La CEDH et le témoignage anonyme : rappel des principes

Mots-clefs : Procès équitable, Témoin, Témoin anonyme

N’a pas porté atteinte au droit à un procès équitable des requérants, la décision d’accorder l’anonymat à un témoin et d’accepter sa déposition à l’audience.

En janvier 2003, deux jeunes femmes furent tuées et deux autres blessées au cours un règlement de comptes entre gangs. Les trois requérants, furent accusés de meurtre et de tentative de meurtre et condamnés. Invoquant l’article 6 §§ 1 et 6 §§ 3 d), les requérants se plaignaient devant la Cour européenne que la décision d’accorder l’anonymat à un témoin et d’accepter sa déposition à l’audience avait porté atteinte à leur droit à un procès équitable, qui comprend le droit d’interroger un témoin à charge.

Le principe du témoignage anonyme exige une vigilance particulière pour que soit respecté le procès équitable et le principe d’égalité des armes. La jurisprudence européenne montre que la Cour recherche « un équilibre entre les intérêts de la société, des accusés et des témoins ». Cette approche proportionnée a été posée dans l’arrêt Kostovski c. Pays-Bas, du 20 novembre 1989 et reprise récemment dans la problématique relative aux dépositions de témoins absents (arrêt Al-Khawaja et Tahery c. Royaume-Uni). Dans les deux cas, le principe sous-jacent est que, dans un procès pénal, l’accusé doit avoir une possibilité réelle de contester les allégations dont il fait l’objet. Elle considère toutefois que les limitations précises portant sur la capacité de la défense à contester un témoin diffèrent dans les deux cas.

Dans les affaires où interviennent des témoins anonymes, l’article 6 § 3 d) impose trois exigences :

– Existe-t-il un motif sérieux de garder secrète l’identité du témoin ? En l’espèce, la Cour souligne qu’il y avait un intérêt public manifeste à poursuivre les crimes perpétrés par des gangs, et qu’autoriser un témoin à déposer de manière anonyme était un élément important pour permettre de telles poursuites. La crainte de représailles étant réelle, il y avait un motif sérieux de permettre de témoigner sous couvert de l’anonymat.
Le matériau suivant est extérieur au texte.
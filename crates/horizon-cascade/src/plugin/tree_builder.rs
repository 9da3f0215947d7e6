//! The built-in tree-assembly subscriber.

use crate::ast::{CommentLocation, NodeData, StylesheetData, UnitKind};
use crate::plugin::{Plugin, PluginContext, Subscriptions};
use crate::tree::{NodeId, Slot};

/// Groups broadcast statements into the stylesheet root.
///
/// Always registered first, so the stylesheet exists before any other
/// plugin observes a unit. Statements attached elsewhere by the time they
/// are delivered (for example rules a rework plugin already inserted next
/// to a sibling) are left where they are.
#[derive(Debug, Default)]
pub struct TreeBuilder {
    stylesheet: Option<NodeId>,
}

impl TreeBuilder {
    /// The stylesheet root, once `before_pre_process` has run.
    pub fn stylesheet(&self) -> Option<NodeId> {
        self.stylesheet
    }
}

impl Plugin for TreeBuilder {
    fn subscriptions(&self, subscriptions: &mut Subscriptions) {
        subscriptions
            .pre_process(UnitKind::Rule)
            .pre_process(UnitKind::AtRule)
            .pre_process(UnitKind::OrphanedComment);
    }

    fn before_pre_process(&mut self, cx: &mut PluginContext<'_>) {
        let stylesheet = cx.tree_mut().alloc_at(1, 1, NodeData::Stylesheet(StylesheetData::default()));
        self.stylesheet = Some(stylesheet);
    }

    fn after_pre_process(&mut self, cx: &mut PluginContext<'_>) {
        if let Some(stylesheet) = self.stylesheet {
            cx.broadcast(stylesheet);
        }
    }

    fn pre_process(&mut self, unit: NodeId, cx: &mut PluginContext<'_>) {
        let Some(stylesheet) = self.stylesheet else { return };
        if cx.tree().parent(unit).is_some() {
            return;
        }

        match cx.tree().data(unit) {
            NodeData::Rule(_) | NodeData::AtRule(_) => {
                cx.append(stylesheet, Slot::Statements, unit);
            }
            NodeData::OrphanedComment { location: CommentLocation::Stylesheet, .. } => {
                cx.append(stylesheet, Slot::Orphaned, unit);
            }
            _ => {}
        }
    }
}
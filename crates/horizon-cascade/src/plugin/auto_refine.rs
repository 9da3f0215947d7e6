//! The built-in eager-refinement plugin.

use crate::ast::UnitKind;
use crate::plugin::{Plugin, PluginContext, Subscriptions};
use crate::tree::NodeId;

/// Refines units as they are broadcast, so downstream subscribers gated on
/// a refined requirement always fire.
///
/// Register it before plugins that rely on it; plugins that require it as a
/// dependency get exactly that ordering.
#[derive(Debug)]
pub struct AutoRefine {
    selectors: bool,
    declarations: bool,
    at_rules: bool,
}

impl AutoRefine {
    /// Refines every refinable unit.
    pub fn all() -> Self {
        Self { selectors: true, declarations: true, at_rules: true }
    }

    /// Refines selectors only.
    pub fn selectors_only() -> Self {
        Self { selectors: true, declarations: false, at_rules: false }
    }

    /// Refines declarations only.
    pub fn declarations_only() -> Self {
        Self { selectors: false, declarations: true, at_rules: false }
    }

    /// Refines at-rules only.
    pub fn at_rules_only() -> Self {
        Self { selectors: false, declarations: false, at_rules: true }
    }
}

impl Default for AutoRefine {
    fn default() -> Self {
        Self::all()
    }
}

impl Plugin for AutoRefine {
    fn subscriptions(&self, subscriptions: &mut Subscriptions) {
        subscriptions
            .rework(UnitKind::Selector)
            .rework(UnitKind::Declaration)
            .rework(UnitKind::AtRule);
    }

    fn rework(&mut self, unit: NodeId, cx: &mut PluginContext<'_>) {
        let wanted = match cx.tree().kind(unit) {
            UnitKind::Selector => self.selectors,
            UnitKind::Declaration => self.declarations,
            UnitKind::AtRule => self.at_rules,
            _ => false,
        };
        if wanted {
            cx.refine(unit);
        }
    }
}
//! Selector data types.

use crate::ast::Raw;
use crate::tree::NodeList;

/// A combinator between two selector parts.
#[derive(Debug, Clone, Copy, PartialEq, Eq)]
pub enum CombinatorKind {
    /// Whitespace between two parts.
    Descendant,
    /// `>`
    Child,
    /// `+`
    AdjacentSibling,
    /// `~`
    GeneralSibling,
}

/// Payload of a selector unit: one comma-separated element of a rule's
/// selector group.
///
/// The raw fragment may contain grammatically incorrect CSS; refinement
/// parses it into the ordered `parts` collection. A selector created
/// dynamically from parts has no raw fragment.
#[derive(Debug, Default)]
pub struct SelectorData {
    /// The original, non-validated selector content.
    pub raw: Option<Raw>,
    /// The refined selector parts, in source order.
    pub parts: NodeList,
    /// Orphaned comments found at the tail of the selector.
    pub orphaned: NodeList,
}

impl SelectorData {
    /// Creates an unrefined selector from its raw content.
    pub fn from_raw(raw: Raw) -> Self {
        Self { raw: Some(raw), ..Self::default() }
    }
}

/// Pseudo selectors that use single-colon syntax but are pseudo elements.
pub const LEGACY_PSEUDO_ELEMENTS: &[&str] = &["first-line", "first-letter", "before", "after"];
//! Partitions and partitionings of a layer of nodes.
//!
//! A [`Partitioning`] groups the node indices `0..d` of one layer into
//! disjoint, covering [`Partition`]s. Each partition is later collapsed into a
//! single abstract node, so the length of a partitioning is the width of that
//! layer in the abstract network.

use std::collections::HashSet;
use std::fmt;
use std::ops::Index;

use num_bigint::BigUint;

use crate::error::{AbstractionError, Result};

/// Node indices merged into one abstract node.
pub type Partition = Vec<usize>;

/// An ordered sequence of partitions covering one layer of nodes.
///
/// # Invariants
///
/// - Every partition is non-empty.
/// - Every node `0..node_count()` belongs to exactly one partition.
///
/// These are caller obligations. They are not checked on construction;
/// use [`Partitioning::validate`] to check them explicitly.
#[derive(Debug, Clone, Default, Eq, PartialEq, Hash)]
pub struct Partitioning(Vec<Partition>);

impl Partitioning {
    pub fn new(partitions: Vec<Partition>) -> Self {
        Partitioning(partitions)
    }

    /// Every node of a layer with `n` nodes in its own partition.
    pub fn identity(n: usize) -> Self {
        Partitioning((0..n).map(|i| vec![i]).collect())
    }

    /// All `n` nodes of a layer merged into a single partition.
    pub fn merged(n: usize) -> Self {
        assert!(n > 0, "Cannot merge an empty layer");
        Partitioning(vec![(0..n).collect()])
    }

    /// Number of partitions, i.e. the abstract width of the layer.
    pub fn len(&self) -> usize {
        self.0.len()
    }

    pub fn is_empty(&self) -> bool {
        self.0.is_empty()
    }

    pub fn get(&self, index: usize) -> Option<&Partition> {
        self.0.get(index)
    }

    pub fn partitions(&self) -> &[Partition] {
        &self.0
    }

    pub fn iter(&self) -> std::slice::Iter<'_, Partition> {
        self.0.iter()
    }

    /// Size of the node space: one more than the largest node index.
    pub fn node_count(&self) -> usize {
        self.0
            .iter()
            .flat_map(|partition| partition.iter())
            .max()
            .map_or(0, |&max| max + 1)
    }

    /// Partition sizes in partitioning order.
    ///
    /// These are the multiplicities each representative column stands in for
    /// when a weight matrix is merged.
    pub fn sizes(&self) -> Vec<f64> {
        self.0.iter().map(|partition| partition.len() as f64).collect()
    }

    /// Number of binary PCMs, i.e. the product of the partition sizes.
    pub fn binary_pcm_count(&self) -> BigUint {
        self.0
            .iter()
            .fold(BigUint::from(1u32), |acc, partition| acc * partition.len())
    }

    /// Checks that partitions are non-empty, disjoint and cover `0..node_count()`.
    pub fn validate(&self) -> Result<()> {
        let mut seen = HashSet::new();
        for (i, partition) in self.0.iter().enumerate() {
            if partition.is_empty() {
                return Err(AbstractionError::MalformedPartitioning {
                    reason: format!("partition {} is empty", i),
                });
            }
            for &node in partition {
                if !seen.insert(node) {
                    return Err(AbstractionError::MalformedPartitioning {
                        reason: format!("node {} appears more than once", node),
                    });
                }
            }
        }
        let n = self.node_count();
        if seen.len() != n {
            let missing = (0..n).find(|node| !seen.contains(node)).unwrap_or(n);
            return Err(AbstractionError::MalformedPartitioning {
                reason: format!("node {} is not covered", missing),
            });
        }
        Ok(())
    }
}

impl Index<usize> for Partitioning {
    type Output = Partition;

    fn index(&self, index: usize) -> &Self::Output {
        &self.0[index]
    }
}

impl From<Vec<Vec<usize>>> for Partitioning {
    fn from(partitions: Vec<Vec<usize>>) -> Self {
        Partitioning(partitions)
    }
}

impl<'a> IntoIterator for &'a Partitioning {
    type Item = &'a Partition;
    type IntoIter = std::slice::Iter<'a, Partition>;

    fn into_iter(self) -> Self::IntoIter {
        self.0.iter()
    }
}

impl fmt::Display for Partitioning {
    fn fmt(&self, f: &mut fmt::Formatter<'_>) -> fmt::Result {
        write!(f, "[")?;
        for (i, partition) in self.0.iter().enumerate() {
            if i > 0 {
                write!(f, ", ")?;
            }
            write!(f, "[")?;
            for (j, node) in partition.iter().enumerate() {
                if j > 0 {
                    write!(f, ", ")?;
                }
                write!(f, "{}", node)?;
            }
            write!(f, "]")?;
        }
        write!(f, "]")
    }
}
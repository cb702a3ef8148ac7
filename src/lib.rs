//! # ann-rs: Abstract Neural Networks in Rust
//!
//! **`ann-rs`** computes sound over-approximations of feed-forward networks by
//! merging groups of nodes in every layer into single abstract nodes.
//! It follows the construction of Sotoudeh and Thakur, *Abstract Neural
//! Networks* (SAS 2020).
//!
//! ## What is an ANN?
//!
//! An Abstract Neural Network replaces every weight matrix of a network by an
//! element of an *abstract weight-set domain*, for example an interval matrix.
//! When the nodes of a layer are partitioned, each partition becomes one
//! abstract node, and the abstract weights bound every weight matrix obtainable
//! by merging the nodes of each partition.
//!
//! ## Basic Usage
//!
//! ```rust
//! use ann_rs::abstraction::abstract_layer_wise;
//! use ann_rs::interval::{IntervalDomain, IntervalMatrix};
//! use ann_rs::network::{Activation, Layer, Network};
//! use ann_rs::types::Partitioning;
//! use ndarray::array;
//!
//! // 1. A 1-2-3 network
//! let network = Network::new(vec![
//!     Layer::new(array![[1.], [-1.]], Activation::ReLU),
//!     Layer::new(array![[1., 1.], [1., 0.], [0., 1.]], Activation::Identity),
//! ]);
//!
//! // 2. Merge both hidden nodes, keep inputs and outputs apart
//! let partitionings = [
//!     Partitioning::identity(1),
//!     Partitioning::merged(2),
//!     Partitioning::identity(3),
//! ];
//!
//! // 3. Abstract every layer with the interval domain
//! let ann = abstract_layer_wise(&network, &partitionings, &[IntervalDomain, IntervalDomain]).unwrap();
//!
//! assert_eq!(ann[0].weights, IntervalMatrix::new(array![[-1.]], array![[1.]]));
//! assert_eq!(
//!     ann[1].weights,
//!     IntervalMatrix::new(array![[2.], [0.], [0.]], array![[2.], [2.], [2.]])
//! );
//! ```
//!
//! ## Core Components
//!
//! - **[`abstraction`]**: [`alpha_hat`][crate::abstraction::alpha_hat] (one layer) and
//!   [`abstract_layer_wise`][crate::abstraction::abstract_layer_wise] (a whole network).
//! - **[`pcm`]**: Lazy enumeration of partition combination matrices.
//! - **[`domain`]**: The [`AbstractDomain`][crate::domain::AbstractDomain] trait.
//! - **[`interval`]**: The reference interval-matrix domain.
//! - **[`dot`]**: Graphviz export of interval ANNs.
//!
//! Merging is exponential in partition sizes. The crate does no throttling of
//! its own; check [`Partitioning::binary_pcm_count`][crate::types::Partitioning::binary_pcm_count]
//! before abstracting large layers.

pub mod abstraction;
pub mod domain;
pub mod dot;
pub mod error;
pub mod interval;
pub mod network;
pub mod pcm;
pub mod scale;
pub mod types;

pub use error::{AbstractionError, Result};
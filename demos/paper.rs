//! The running example of the Abstract Neural Networks paper.
//!
//! A 1-2-3 network whose two hidden nodes are merged into one abstract node,
//! abstracted with the interval domain.
//!
//! Run with:
//! ```bash
//! cargo run --example paper -- --dot
//! ```

use clap::Parser;
use ndarray::array;

use ann_rs::abstraction::abstract_layer_wise;
use ann_rs::dot::DotConfig;
use ann_rs::interval::IntervalDomain;
use ann_rs::network::{Activation, Layer, Network};
use ann_rs::types::Partitioning;

#[derive(Debug, Parser)]
#[command(author, version)]
struct Cli {
    /// Keep the hidden nodes apart instead of merging them.
    #[clap(long)]
    no_merge: bool,

    /// Print the abstract network in DOT format.
    #[clap(long)]
    dot: bool,

    /// Show `[0, 0]` edges in the DOT output.
    #[clap(long)]
    zero_edges: bool,

    /// Log level.
    #[clap(long, value_name = "LEVEL", default_value = "info")]
    log: simplelog::LevelFilter,
}

fn main() -> color_eyre::Result<()> {
    color_eyre::install()?;

    let args = Cli::parse();

    simplelog::TermLogger::init(
        args.log,
        simplelog::Config::default(),
        simplelog::TerminalMode::Mixed,
        simplelog::ColorChoice::Auto,
    )?;

    println!("args = {:?}", args);

    let network = Network::new(vec![
        Layer::new(array![[1.], [-1.]], Activation::ReLU),
        Layer::new(array![[1., 1.], [1., 0.], [0., 1.]], Activation::Identity),
    ]);
    println!("layer sizes = {:?}", network.layer_sizes());

    let hidden = if args.no_merge {
        Partitioning::identity(2)
    } else {
        Partitioning::merged(2)
    };
    let partitionings = [Partitioning::identity(1), hidden, Partitioning::identity(3)];
    for (i, partitioning) in partitionings.iter().enumerate() {
        partitioning.validate()?;
        println!("partitioning {} = {}", i, partitioning);
    }

    let time_abstract = std::time::Instant::now();
    let ann = abstract_layer_wise(&network, &partitionings, &[IntervalDomain, IntervalDomain])?;
    let time_abstract = time_abstract.elapsed();

    println!("{}", ann);
    println!("Abstracted in {:.3} ms", time_abstract.as_secs_f64() * 1000.0);

    if args.dot {
        let config = DotConfig {
            hide_zero_edges: !args.zero_edges,
            ..DotConfig::default()
        };
        println!("{}", ann.to_dot_with_config(&config)?);
    }

    Ok(())
}
//! Concrete feed-forward networks.
//!
//! A network is an ordered list of layers, each a weight matrix of shape
//! `(out, in)` followed by an activation function. The abstraction never looks
//! at activations: they are carried over to the abstract network unchanged, so
//! any `Clone` type can play that role. [`Activation`] covers the common cases.

use std::fmt;
use std::ops::Index;

use ndarray::Array2;

/// Reference activation functions.
#[derive(Debug, Copy, Clone, Eq, PartialEq, Hash)]
pub enum Activation {
    Identity,
    ReLU,
}

impl Activation {
    pub fn apply(self, x: f64) -> f64 {
        match self {
            Activation::Identity => x,
            Activation::ReLU => x.max(0.0),
        }
    }
}

impl fmt::Display for Activation {
    fn fmt(&self, f: &mut fmt::Formatter<'_>) -> fmt::Result {
        match self {
            Activation::Identity => write!(f, "Identity"),
            Activation::ReLU => write!(f, "ReLU"),
        }
    }
}

/// One layer: `x ↦ activation(weights · x)`.
#[derive(Debug, Clone, PartialEq)]
pub struct Layer<A = Activation> {
    /// Shape `(out, in)`.
    pub weights: Array2<f64>,
    pub activation: A,
}

impl<A> Layer<A> {
    pub fn new(weights: Array2<f64>, activation: A) -> Self {
        Layer { weights, activation }
    }

    pub fn in_dim(&self) -> usize {
        self.weights.ncols()
    }

    pub fn out_dim(&self) -> usize {
        self.weights.nrows()
    }
}

/// A feed-forward network: an ordered sequence of layers.
#[derive(Debug, Clone, PartialEq)]
pub struct Network<A = Activation> {
    layers: Vec<Layer<A>>,
}

impl<A> Network<A> {
    pub fn new(layers: Vec<Layer<A>>) -> Self {
        Network { layers }
    }

    pub fn push(&mut self, layer: Layer<A>) {
        self.layers.push(layer);
    }

    pub fn layers(&self) -> &[Layer<A>] {
        &self.layers
    }

    /// Number of layers (weight matrices).
    pub fn len(&self) -> usize {
        self.layers.len()
    }

    pub fn is_empty(&self) -> bool {
        self.layers.is_empty()
    }

    pub fn iter(&self) -> std::slice::Iter<'_, Layer<A>> {
        self.layers.iter()
    }

    /// Widths of the layers of nodes: the input layer followed by the output
    /// of every layer. Has one more entry than there are layers, except for an
    /// empty network.
    pub fn layer_sizes(&self) -> Vec<usize> {
        let mut sizes = Vec::with_capacity(self.layers.len() + 1);
        if let Some(first) = self.layers.first() {
            sizes.push(first.in_dim());
        }
        sizes.extend(self.layers.iter().map(|layer| layer.out_dim()));
        sizes
    }
}

impl<A> Default for Network<A> {
    fn default() -> Self {
        Network { layers: Vec::new() }
    }
}

impl<A> Index<usize> for Network<A> {
    type Output = Layer<A>;

    fn index(&self, index: usize) -> &Self::Output {
        &self.layers[index]
    }
}

impl<A> FromIterator<Layer<A>> for Network<A> {
    fn from_iter<I: IntoIterator<Item = Layer<A>>>(iter: I) -> Self {
        Network {
            layers: iter.into_iter().collect(),
        }
    }
}

impl<'a, A> IntoIterator for &'a Network<A> {
    type Item = &'a Layer<A>;
    type IntoIter = std::slice::Iter<'a, Layer<A>>;

    fn into_iter(self) -> Self::IntoIter {
        self.layers.iter()
    }
}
– La condamnation se fonde-t-elle uniquement ou dans une mesure déterminante sur la déposition du témoin anonyme ? En l’espèce, la déposition du témoin n’a pas constitué la « preuve unique » mais la Cour admet, comme le juge national, qu’il était possible que sa déposition ait pu être déterminante pour certains des requérants.

– Si tel est le cas, existe-t-il suffisamment des garanties procédurales solides pour permettre une appréciation correcte et équitable de la fiabilité de cette déposition ? En l’espèce la cour relève d’abord que les avocats des requérants, le juge et le jury étaient tous en mesure d’apprécier par eux-mêmes la fiabilité des déclarations du témoin étant donné qu’ils pouvaient tous le voir et l’entendre et donc observer son comportement au cours du procès. Par ailleurs, le juge national s’est prononcé sur la question de l’admission du témoignage anonyme à plusieurs reprises, chaque fois en conduisant un examen approfondi des questions pertinentes tenant compte de la nécessité de préserver l’équité du procès. Ensuite, le juge a souligné la nécessité de disposer d’éléments indépendants démontrant la participation des requérants à la fusillade. Il a prévenu les jurés qu’ils devaient considérer la déposition du témoin avec précaution et leur a donné des instructions précises quant aux limitations imposées à la défense et à la nécessité de s’appuyer sur d’autres éléments de preuve. Enfin, de nombreuses informations ont été divulguées au sujet du témoin, ce qui a largement fourni matière à contre- interrogatoire et celui-ci a bien été contre-interrogé de manière effective.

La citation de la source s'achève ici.